More than a quarter of families in the south east plan to borrow money to cover the costs of Christmas this year, a survey by the Children’s Society has revealed.
The survey, which also found that – nationally - one in 10 families borrowed more than £500 for last year’s festivities, raises concerns about the number of families with children who may find themselves at risk of falling into a debt trap by New Year’s Day.
The costs of Christmas presents, food, drink, decorations, travel and other related activities see families spending an average of £700, according to the Opinium survey of 2,000 adults.
On average parents spend £340 on presents alone, with one in five spending more than £500 on gifts. To fund all these costs almost one in five (17 per cent) will borrow on their credit cards this Christmas.

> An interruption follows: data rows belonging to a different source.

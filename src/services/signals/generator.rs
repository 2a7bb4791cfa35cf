//! Rule-based signal generation from an indicator set.
//!
//! Every rule is independent: several can fire at once, including
//! contradictory ones, and no rule suppresses another.

use crate::types::{IndicatorSet, Signal, Timeframe};

use crate::types::SignalStrength::{Medium, Strong, VeryStrong, Weak};

/// Generates buy/sell/hold signals from the latest indicator readings.
#[derive(Debug, Default, Clone, Copy)]
pub struct SignalGenerator;

impl SignalGenerator {
    pub fn new() -> Self {
        Self
    }

    /// Run every rule against `indicators` and the latest close.
    ///
    /// A non-finite close yields no signals. Rules whose inputs are absent
    /// are skipped.
    pub fn generate(&self, indicators: &IndicatorSet, close: f64) -> Vec<Signal> {
        if !close.is_finite() {
            return Vec::new();
        }

        let rules: [fn(&IndicatorSet, f64, &mut Vec<Signal>); 12] = [
            rsi_rule,
            stochastic_rule,
            williams_rule,
            cci_rule,
            macd_rule,
            adx_rule,
            sma_cross_rule,
            sma_200_rule,
            bollinger_rule,
            atr_rule,
            volume_rule,
            pivot_rule,
        ];

        let mut signals = Vec::new();
        for rule in rules {
            rule(indicators, close, &mut signals);
        }
        signals
    }
}

/// Convenience wrapper around [`SignalGenerator::generate`].
pub fn generate_signals(indicators: &IndicatorSet, close: f64) -> Vec<Signal> {
    SignalGenerator::new().generate(indicators, close)
}

fn rsi_rule(ind: &IndicatorSet, _close: f64, out: &mut Vec<Signal>) {
    let Some(rsi) = ind.get("rsi") else {
        return;
    };
    let signal = if rsi < 20.0 {
        Signal::buy(VeryStrong, "RSI", format!("Extremely oversold (RSI {:.1})", rsi), Timeframe::Short)
    } else if rsi < 30.0 {
        Signal::buy(Strong, "RSI", format!("Oversold (RSI {:.1})", rsi), Timeframe::Short)
    } else if rsi > 80.0 {
        Signal::sell(VeryStrong, "RSI", format!("Extremely overbought (RSI {:.1})", rsi), Timeframe::Short)
    } else if rsi > 70.0 {
        Signal::sell(Strong, "RSI", format!("Overbought (RSI {:.1})", rsi), Timeframe::Short)
    } else {
        return;
    };
    out.push(signal);
}

fn stochastic_rule(ind: &IndicatorSet, _close: f64, out: &mut Vec<Signal>) {
    let (Some(k), Some(d)) = (ind.get("stoch_k"), ind.get("stoch_d")) else {
        return;
    };
    if k < 20.0 && d < 20.0 && k > d {
        out.push(Signal::buy(
            Strong,
            "Stochastic",
            format!("Oversold with %K crossing above %D ({:.1} / {:.1})", k, d),
            Timeframe::Short,
        ));
    } else if k > 80.0 && d > 80.0 && k < d {
        out.push(Signal::sell(
            Strong,
            "Stochastic",
            format!("Overbought with %K crossing below %D ({:.1} / {:.1})", k, d),
            Timeframe::Short,
        ));
    }
}

fn williams_rule(ind: &IndicatorSet, _close: f64, out: &mut Vec<Signal>) {
    let Some(wr) = ind.get("williams_r") else {
        return;
    };
    if wr < -80.0 {
        out.push(Signal::buy(Strong, "Williams %R", format!("Oversold (%R {:.1})", wr), Timeframe::Short));
    } else if wr > -20.0 {
        out.push(Signal::sell(Strong, "Williams %R", format!("Overbought (%R {:.1})", wr), Timeframe::Short));
    }
}

fn cci_rule(ind: &IndicatorSet, _close: f64, out: &mut Vec<Signal>) {
    let Some(cci) = ind.get("cci") else {
        return;
    };
    if cci < -100.0 {
        out.push(Signal::buy(Medium, "CCI", format!("Oversold (CCI {:.1})", cci), Timeframe::Short));
    } else if cci > 100.0 {
        out.push(Signal::sell(Medium, "CCI", format!("Overbought (CCI {:.1})", cci), Timeframe::Short));
    }
}

fn macd_rule(ind: &IndicatorSet, _close: f64, out: &mut Vec<Signal>) {
    let (Some(macd), Some(signal), Some(hist)) =
        (ind.get("macd"), ind.get("macd_signal"), ind.get("macd_histogram"))
    else {
        return;
    };
    if macd > signal && hist > 0.0 {
        out.push(Signal::buy(
            Strong,
            "MACD",
            format!("MACD above signal line with positive histogram ({:.3})", macd),
            Timeframe::Medium,
        ));
    } else if macd < signal && hist < 0.0 {
        out.push(Signal::sell(
            Strong,
            "MACD",
            format!("MACD below signal line with negative histogram ({:.3})", macd),
            Timeframe::Medium,
        ));
    }
}

fn adx_rule(ind: &IndicatorSet, _close: f64, out: &mut Vec<Signal>) {
    let Some(adx) = ind.get("adx") else {
        return;
    };
    if adx > 25.0 {
        let (Some(plus), Some(minus)) = (ind.get("plus_di"), ind.get("minus_di")) else {
            return;
        };
        if plus > minus {
            out.push(Signal::buy(
                Medium,
                "ADX",
                format!("Trending up (ADX {:.1}, +DI {:.1})", adx, plus),
                Timeframe::Medium,
            ));
        } else if minus > plus {
            out.push(Signal::sell(
                Medium,
                "ADX",
                format!("Trending down (ADX {:.1}, -DI {:.1})", adx, minus),
                Timeframe::Medium,
            ));
        }
    } else if adx < 20.0 {
        out.push(Signal::hold(
            Weak,
            "ADX",
            format!("No clear trend (ADX {:.1}), sideways market", adx),
            Timeframe::Medium,
        ));
    }
}

fn sma_cross_rule(ind: &IndicatorSet, _close: f64, out: &mut Vec<Signal>) {
    let (Some(fast), Some(slow)) = (ind.get("sma_20"), ind.get("sma_50")) else {
        return;
    };
    if fast > slow {
        out.push(Signal::buy(Medium, "SMA Crossover", "Golden Cross: SMA20 above SMA50", Timeframe::Long));
    } else if fast < slow {
        out.push(Signal::sell(Medium, "SMA Crossover", "Death Cross: SMA20 below SMA50", Timeframe::Long));
    }
}

fn sma_200_rule(ind: &IndicatorSet, close: f64, out: &mut Vec<Signal>) {
    let Some(sma_200) = ind.get("sma_200") else {
        return;
    };
    if close > sma_200 {
        out.push(Signal::buy(
            Weak,
            "SMA200",
            format!("Close {:.2} above 200-bar average {:.2}", close, sma_200),
            Timeframe::Long,
        ));
    } else {
        out.push(Signal::sell(
            Weak,
            "SMA200",
            format!("Close {:.2} at or below 200-bar average {:.2}", close, sma_200),
            Timeframe::Long,
        ));
    }
}

fn bollinger_rule(ind: &IndicatorSet, _close: f64, out: &mut Vec<Signal>) {
    let Some(percent_b) = ind.get("bb_percent") else {
        return;
    };
    if percent_b < 0.1 {
        out.push(Signal::buy(
            Medium,
            "Bollinger Bands",
            format!("Price near lower band (%B {:.0}%)", percent_b * 100.0),
            Timeframe::Short,
        ));
    } else if percent_b > 0.9 {
        out.push(Signal::sell(
            Medium,
            "Bollinger Bands",
            format!("Price near upper band (%B {:.0}%)", percent_b * 100.0),
            Timeframe::Short,
        ));
    }
}

fn atr_rule(ind: &IndicatorSet, close: f64, out: &mut Vec<Signal>) {
    let Some(atr) = ind.get("atr") else {
        return;
    };
    if close == 0.0 {
        return;
    }
    let atr_pct = atr / close * 100.0;
    if atr_pct > 3.0 {
        out.push(Signal::hold(
            Weak,
            "ATR",
            format!("High volatility ({:.1}% ATR), use caution", atr_pct),
            Timeframe::Short,
        ));
    }
}

fn volume_rule(ind: &IndicatorSet, _close: f64, out: &mut Vec<Signal>) {
    let Some(vroc) = ind.get("vroc") else {
        return;
    };
    if vroc > 50.0 {
        out.push(Signal::buy(
            Medium,
            "Volume",
            format!("Volume expanding ({:.1}%) confirms buyers", vroc),
            Timeframe::Medium,
        ));
    } else if vroc < -30.0 {
        out.push(Signal::sell(
            Weak,
            "Volume",
            format!("Volume drying up ({:.1}%)", vroc),
            Timeframe::Medium,
        ));
    }
}

fn pivot_rule(ind: &IndicatorSet, close: f64, out: &mut Vec<Signal>) {
    if let Some(r1) = ind.get("resistance_1") {
        if close > r1 {
            out.push(Signal::buy(
                Strong,
                "Pivot Points",
                format!("Close {:.2} broke above R1 {:.2}", close, r1),
                Timeframe::Short,
            ));
        }
    }
    if let Some(s1) = ind.get("support_1") {
        if close < s1 {
            out.push(Signal::sell(
                Strong,
                "Pivot Points",
                format!("Close {:.2} broke below S1 {:.2}", close, s1),
                Timeframe::Short,
            ));
        }
    }
}

#[cfg(test)]
mod tests {
    use super::*;
    use crate::types::SignalType;

    fn set(values: &[(&str, f64)]) -> IndicatorSet {
        let mut indicators = IndicatorSet::new();
        for (key, value) in values {
            indicators.insert(key, Some(*value));
        }
        indicators
    }

    fn find<'a>(signals: &'a [Signal], indicator: &str) -> Option<&'a Signal> {
        signals.iter().find(|s| s.indicator == indicator)
    }

    #[test]
    fn test_empty_set_no_signals() {
        assert!(generate_signals(&IndicatorSet::new(), 100.0).is_empty());
    }

    #[test]
    fn test_non_finite_close_no_signals() {
        let indicators = set(&[("rsi", 10.0)]);
        assert!(generate_signals(&indicators, f64::NAN).is_empty());
        assert!(generate_signals(&indicators, f64::INFINITY).is_empty());
    }

    #[test]
    fn test_rsi_bands() {
        let cases = [
            (0.0, SignalType::Buy, VeryStrong),
            (25.0, SignalType::Buy, Strong),
            (85.0, SignalType::Sell, VeryStrong),
            (75.0, SignalType::Sell, Strong),
        ];
        for (rsi, signal_type, strength) in cases {
            let signals = generate_signals(&set(&[("rsi", rsi)]), 100.0);
            let signal = find(&signals, "RSI").unwrap();
            assert_eq!(signal.signal_type, signal_type);
            assert_eq!(signal.strength, strength);
            assert_eq!(signal.timeframe, Timeframe::Short);
        }
        assert!(generate_signals(&set(&[("rsi", 50.0)]), 100.0).is_empty());
    }

    #[test]
    fn test_stochastic_crossover() {
        let signals = generate_signals(&set(&[("stoch_k", 15.0), ("stoch_d", 10.0)]), 100.0);
        assert_eq!(find(&signals, "Stochastic").unwrap().signal_type, SignalType::Buy);

        let signals = generate_signals(&set(&[("stoch_k", 10.0), ("stoch_d", 15.0)]), 100.0);
        assert!(find(&signals, "Stochastic").is_none());

        let signals = generate_signals(&set(&[("stoch_k", 85.0), ("stoch_d", 90.0)]), 100.0);
        assert_eq!(find(&signals, "Stochastic").unwrap().signal_type, SignalType::Sell);
    }

    #[test]
    fn test_macd_buy() {
        let indicators = set(&[("macd", 0.5), ("macd_signal", 0.3), ("macd_histogram", 0.2)]);
        let signals = generate_signals(&indicators, 100.0);
        let macd = find(&signals, "MACD").unwrap();
        assert_eq!(macd.signal_type, SignalType::Buy);
        assert_eq!(macd.strength, Strong);
        assert_eq!(macd.timeframe, Timeframe::Medium);
    }

    #[test]
    fn test_adx_rules() {
        let up = set(&[("adx", 30.0), ("plus_di", 25.0), ("minus_di", 10.0)]);
        assert_eq!(find(&generate_signals(&up, 100.0), "ADX").unwrap().signal_type, SignalType::Buy);

        let down = set(&[("adx", 30.0), ("plus_di", 10.0), ("minus_di", 25.0)]);
        assert_eq!(find(&generate_signals(&down, 100.0), "ADX").unwrap().signal_type, SignalType::Sell);

        let flat = set(&[("adx", 15.0)]);
        let signals = generate_signals(&flat, 100.0);
        let adx = find(&signals, "ADX").unwrap();
        assert_eq!(adx.signal_type, SignalType::Hold);
        assert_eq!(adx.strength, Weak);

        // Between 20 and 25 nothing fires
        assert!(find(&generate_signals(&set(&[("adx", 22.0)]), 100.0), "ADX").is_none());
    }

    #[test]
    fn test_sma_rules() {
        let indicators = set(&[("sma_20", 110.0), ("sma_50", 100.0), ("sma_200", 90.0)]);
        let signals = generate_signals(&indicators, 120.0);
        let cross = find(&signals, "SMA Crossover").unwrap();
        assert_eq!(cross.signal_type, SignalType::Buy);
        assert!(cross.reason.contains("Golden Cross"));
        assert_eq!(cross.timeframe, Timeframe::Long);
        assert_eq!(find(&signals, "SMA200").unwrap().signal_type, SignalType::Buy);

        let signals = generate_signals(&set(&[("sma_200", 90.0)]), 90.0);
        assert_eq!(find(&signals, "SMA200").unwrap().signal_type, SignalType::Sell);
    }

    #[test]
    fn test_atr_high_volatility_hold() {
        let signals = generate_signals(&set(&[("atr", 5.0)]), 100.0);
        let atr = find(&signals, "ATR").unwrap();
        assert_eq!(atr.signal_type, SignalType::Hold);

        assert!(generate_signals(&set(&[("atr", 1.0)]), 100.0).is_empty());
    }

    #[test]
    fn test_volume_and_pivots() {
        let indicators = set(&[("vroc", 60.0), ("resistance_1", 95.0), ("support_1", 90.0)]);
        let signals = generate_signals(&indicators, 100.0);
        assert_eq!(find(&signals, "Volume").unwrap().strength, Medium);
        let pivot = find(&signals, "Pivot Points").unwrap();
        assert_eq!(pivot.signal_type, SignalType::Buy);
        assert_eq!(pivot.strength, Strong);

        let signals = generate_signals(&set(&[("vroc", -40.0), ("support_1", 90.0)]), 85.0);
        assert_eq!(find(&signals, "Volume").unwrap().strength, Weak);
        assert_eq!(find(&signals, "Pivot Points").unwrap().signal_type, SignalType::Sell);
    }

    #[test]
    fn test_contradictory_signals_coexist() {
        let indicators = set(&[("rsi", 15.0), ("williams_r", -10.0)]);
        let signals = generate_signals(&indicators, 100.0);
        assert_eq!(signals.len(), 2);
        assert_eq!(find(&signals, "RSI").unwrap().signal_type, SignalType::Buy);
        assert_eq!(find(&signals, "Williams %R").unwrap().signal_type, SignalType::Sell);
    }
}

The challenges are even more sobering for families who have already found themselves in problem debt this year – more than half of them (54 per cent) are planning to borrow more to cover the cost of Christmas, with almost a quarter counting on their credit card.
For families who are struggling, borrowing can have a number of unintended consequences. In the worst cases, where credit repayments take up a larger proportion of income, parents can find themselves in a debt trap from which it can be hard to escape.
The risk is that parents with children may find themselves cutting back on essentials to meet debt repayments. The survey shows that over half of families in problem debt in the last year cut down on their heating in the weeks after Christmas in an attempt to rebalance their finances after the festive period.
Problem debt can damage children’s physical and mental health. In September, The Children’s Society revealed that children in living in families with problem debt are five times more likely to have low wellbeing than those that are not.
Gary Thomas at the Children’s Society said, “All parents – particularly those who are struggling – need to be aware how difficult it can be to shake off Christmas debt. No-one wants children to miss out on the fun and excitement of Christmas, but neither would anyone wish parents to wake up on New Year’s Day with a nasty hangover of debt.
“We know the damage problem debt can cause to children, who often pay the price with their mental and physical health, and that’s why we’re calling on Government to give families the time and space they need to get their finances back on track.”
The Children’s Society, as part of its Debt Trap campaign, is calling for better support for families with children who fall behind on bills and repayments. It is urging the Government to introduce a 12-month ‘breathing space’ scheme to give struggling parents a period of protection to put their finances in order and get back on their feet.